What is being asked
Set down nothing except the lines starting at the one with "reader.read_all()?" and ending at the final line of the material, each word for word.

Data to use
-=-=-
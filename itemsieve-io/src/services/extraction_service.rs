use log::info;

use itemsieve_core::{errors::ExtractError, models::config::ExtractConfig};

use crate::{readers, writers};

/// Outcome of a completed extraction run.
#[derive(Debug, Clone, Copy, PartialEq, Eq)]
pub struct ExtractSummary {
    pub records_written: usize,
}

/// Copies the selected columns of every record in `config.input` to
/// `config.output`, in input order, header line included.
///
/// The whole input is read and projected before the output file is
/// touched. Any failure aborts the run and leaves a pre-existing output
/// file as it was.
pub fn extract_columns(config: &ExtractConfig) -> Result<ExtractSummary, ExtractError> {
    info!("Reading records from '{}'", config.input.display());
    let records = {
        let mut reader = readers::csv::Reader::from_path(&config.input)?;
        reader.read_all()?
    };

    let mut selected = Vec::with_capacity(records.len());
    for (i, record) in records.iter().enumerate() {
        selected.push(config.columns.project(record, i as u64 + 1)?);
    }

    let mut writer = writers::csv::Writer::from_path(&config.output)?;
    writer.write_all(&selected)?;

    info!(
        "Wrote {} records to '{}'",
        selected.len(),
        config.output.display()
    );

    Ok(ExtractSummary {
        records_written: selected.len(),
    })
}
-=-=-
Response to the task
        reader.read_all()?
    };

    let mut selected = Vec::with_capacity(records.len());
    for (i, record) in records.iter().enumerate() {
        selected.push(config.columns.project(record, i as u64 + 1)?);
    }

    let mut writer = writers::csv::Writer::from_path(&config.output)?;
    writer.write_all(&selected)?;

    info!(
        "Wrote {} records to '{}'",
        selected.len(),
        config.output.display()
    );

    Ok(ExtractSummary {
        records_written: selected.len(),
    })
}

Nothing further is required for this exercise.